### To do
Every line from the one with "Client error types." to the one with "handle; this variant", including those two, is to be copied exactly; all other lines of the entries below are left out.

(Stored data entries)
--------------------
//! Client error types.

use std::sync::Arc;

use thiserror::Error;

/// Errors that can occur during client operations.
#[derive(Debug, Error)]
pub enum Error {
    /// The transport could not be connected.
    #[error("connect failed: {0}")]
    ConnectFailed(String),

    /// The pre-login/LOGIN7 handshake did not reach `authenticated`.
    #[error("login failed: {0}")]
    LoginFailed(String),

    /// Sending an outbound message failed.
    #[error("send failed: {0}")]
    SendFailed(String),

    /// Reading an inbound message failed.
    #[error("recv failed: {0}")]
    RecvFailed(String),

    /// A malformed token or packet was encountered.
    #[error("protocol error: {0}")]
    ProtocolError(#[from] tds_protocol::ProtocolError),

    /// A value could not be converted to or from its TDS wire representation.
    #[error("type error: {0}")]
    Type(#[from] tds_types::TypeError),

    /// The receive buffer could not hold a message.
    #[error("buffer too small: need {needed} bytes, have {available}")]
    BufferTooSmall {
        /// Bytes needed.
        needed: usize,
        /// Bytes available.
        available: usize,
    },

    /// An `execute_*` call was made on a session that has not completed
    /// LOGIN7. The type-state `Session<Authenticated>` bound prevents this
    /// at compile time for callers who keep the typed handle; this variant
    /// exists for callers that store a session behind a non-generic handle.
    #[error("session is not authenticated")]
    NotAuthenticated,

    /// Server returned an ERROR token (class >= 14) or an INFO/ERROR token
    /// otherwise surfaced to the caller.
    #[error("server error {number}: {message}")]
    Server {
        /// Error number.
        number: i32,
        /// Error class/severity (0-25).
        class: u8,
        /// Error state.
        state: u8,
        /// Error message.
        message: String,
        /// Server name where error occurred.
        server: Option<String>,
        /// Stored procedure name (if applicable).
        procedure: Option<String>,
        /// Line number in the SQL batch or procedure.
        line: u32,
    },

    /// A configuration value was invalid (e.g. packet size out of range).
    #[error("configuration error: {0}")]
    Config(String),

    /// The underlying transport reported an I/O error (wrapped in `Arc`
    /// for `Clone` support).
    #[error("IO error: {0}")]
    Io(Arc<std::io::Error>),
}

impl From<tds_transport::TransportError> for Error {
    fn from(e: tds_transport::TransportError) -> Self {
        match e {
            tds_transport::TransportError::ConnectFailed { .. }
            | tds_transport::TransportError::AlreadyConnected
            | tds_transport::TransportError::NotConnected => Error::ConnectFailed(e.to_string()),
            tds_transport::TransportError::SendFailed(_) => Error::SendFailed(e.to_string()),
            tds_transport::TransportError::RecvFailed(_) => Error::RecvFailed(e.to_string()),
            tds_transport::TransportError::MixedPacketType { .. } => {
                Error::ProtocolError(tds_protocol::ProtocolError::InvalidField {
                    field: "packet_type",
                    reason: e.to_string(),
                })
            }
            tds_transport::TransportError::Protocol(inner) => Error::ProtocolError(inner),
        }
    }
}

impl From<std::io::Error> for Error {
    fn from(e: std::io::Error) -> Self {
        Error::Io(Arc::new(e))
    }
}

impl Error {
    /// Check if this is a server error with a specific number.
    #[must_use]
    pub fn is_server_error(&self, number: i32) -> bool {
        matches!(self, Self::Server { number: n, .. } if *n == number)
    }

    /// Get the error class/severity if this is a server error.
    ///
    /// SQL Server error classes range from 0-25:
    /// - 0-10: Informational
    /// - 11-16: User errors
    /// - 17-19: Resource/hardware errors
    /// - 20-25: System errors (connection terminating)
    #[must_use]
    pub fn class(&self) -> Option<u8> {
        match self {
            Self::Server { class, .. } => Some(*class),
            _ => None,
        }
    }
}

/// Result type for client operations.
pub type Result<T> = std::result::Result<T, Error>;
--------------------
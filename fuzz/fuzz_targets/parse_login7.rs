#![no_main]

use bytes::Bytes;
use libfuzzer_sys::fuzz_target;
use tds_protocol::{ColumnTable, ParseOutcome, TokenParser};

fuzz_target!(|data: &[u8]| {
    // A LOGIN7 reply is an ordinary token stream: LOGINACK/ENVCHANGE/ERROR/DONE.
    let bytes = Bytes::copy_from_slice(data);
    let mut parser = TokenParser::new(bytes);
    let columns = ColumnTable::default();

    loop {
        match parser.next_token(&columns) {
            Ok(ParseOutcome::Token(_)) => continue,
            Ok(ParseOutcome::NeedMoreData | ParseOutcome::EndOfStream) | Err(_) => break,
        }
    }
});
--------------------
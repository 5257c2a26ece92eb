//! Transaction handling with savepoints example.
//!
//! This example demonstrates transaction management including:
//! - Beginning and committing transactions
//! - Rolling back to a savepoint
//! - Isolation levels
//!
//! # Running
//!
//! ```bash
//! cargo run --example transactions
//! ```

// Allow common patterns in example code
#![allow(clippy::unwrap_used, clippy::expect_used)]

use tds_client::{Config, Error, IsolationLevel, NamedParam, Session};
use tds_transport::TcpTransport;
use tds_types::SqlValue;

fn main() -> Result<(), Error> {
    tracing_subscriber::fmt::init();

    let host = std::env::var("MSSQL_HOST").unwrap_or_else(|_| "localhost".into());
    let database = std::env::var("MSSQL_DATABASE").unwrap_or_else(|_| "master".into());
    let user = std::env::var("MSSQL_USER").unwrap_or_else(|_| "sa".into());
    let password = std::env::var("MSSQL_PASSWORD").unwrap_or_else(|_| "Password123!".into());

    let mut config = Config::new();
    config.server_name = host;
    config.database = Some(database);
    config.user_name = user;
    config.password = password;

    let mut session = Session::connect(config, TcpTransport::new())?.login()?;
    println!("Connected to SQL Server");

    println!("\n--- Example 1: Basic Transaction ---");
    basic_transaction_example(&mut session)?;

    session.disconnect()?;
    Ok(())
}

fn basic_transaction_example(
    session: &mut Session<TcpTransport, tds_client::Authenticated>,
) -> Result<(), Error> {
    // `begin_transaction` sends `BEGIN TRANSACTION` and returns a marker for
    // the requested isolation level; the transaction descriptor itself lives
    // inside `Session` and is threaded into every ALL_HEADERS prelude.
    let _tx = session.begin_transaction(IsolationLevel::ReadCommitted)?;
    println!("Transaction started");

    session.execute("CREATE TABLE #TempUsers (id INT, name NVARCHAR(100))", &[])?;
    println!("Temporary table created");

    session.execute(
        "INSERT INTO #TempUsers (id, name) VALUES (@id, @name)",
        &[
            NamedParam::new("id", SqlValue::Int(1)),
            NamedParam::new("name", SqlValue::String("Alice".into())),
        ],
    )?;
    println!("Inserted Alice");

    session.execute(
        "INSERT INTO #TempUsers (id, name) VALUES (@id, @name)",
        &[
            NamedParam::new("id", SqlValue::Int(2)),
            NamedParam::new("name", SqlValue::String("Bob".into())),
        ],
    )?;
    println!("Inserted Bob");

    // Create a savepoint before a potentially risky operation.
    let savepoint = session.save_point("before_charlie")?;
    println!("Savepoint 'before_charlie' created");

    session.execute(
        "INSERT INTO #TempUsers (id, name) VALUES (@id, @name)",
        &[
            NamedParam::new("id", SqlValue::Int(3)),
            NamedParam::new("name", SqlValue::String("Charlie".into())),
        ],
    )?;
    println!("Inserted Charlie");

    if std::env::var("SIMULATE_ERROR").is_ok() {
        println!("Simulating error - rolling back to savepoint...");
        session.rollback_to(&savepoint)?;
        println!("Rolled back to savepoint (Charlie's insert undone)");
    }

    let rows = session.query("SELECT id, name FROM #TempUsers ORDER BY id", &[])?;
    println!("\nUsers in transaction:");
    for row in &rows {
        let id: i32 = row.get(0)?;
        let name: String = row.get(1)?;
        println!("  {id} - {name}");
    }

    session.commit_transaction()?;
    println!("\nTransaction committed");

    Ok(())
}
--------------------
### Your response
//! Client error types.

use std::sync::Arc;

use thiserror::Error;

/// Errors that can occur during client operations.
#[derive(Debug, Error)]
pub enum Error {
    /// The transport could not be connected.
    #[error("connect failed: {0}")]
    ConnectFailed(String),

    /// The pre-login/LOGIN7 handshake did not reach `authenticated`.
    #[error("login failed: {0}")]
    LoginFailed(String),

    /// Sending an outbound message failed.
    #[error("send failed: {0}")]
    SendFailed(String),

    /// Reading an inbound message failed.
    #[error("recv failed: {0}")]
    RecvFailed(String),

    /// A malformed token or packet was encountered.
    #[error("protocol error: {0}")]
    ProtocolError(#[from] tds_protocol::ProtocolError),

    /// A value could not be converted to or from its TDS wire representation.
    #[error("type error: {0}")]
    Type(#[from] tds_types::TypeError),

    /// The receive buffer could not hold a message.
    #[error("buffer too small: need {needed} bytes, have {available}")]
    BufferTooSmall {
        /// Bytes needed.
        needed: usize,
        /// Bytes available.
        available: usize,
    },

    /// An `execute_*` call was made on a session that has not completed
    /// LOGIN7. The type-state `Session<Authenticated>` bound prevents this
    /// at compile time for callers who keep the typed handle; this variant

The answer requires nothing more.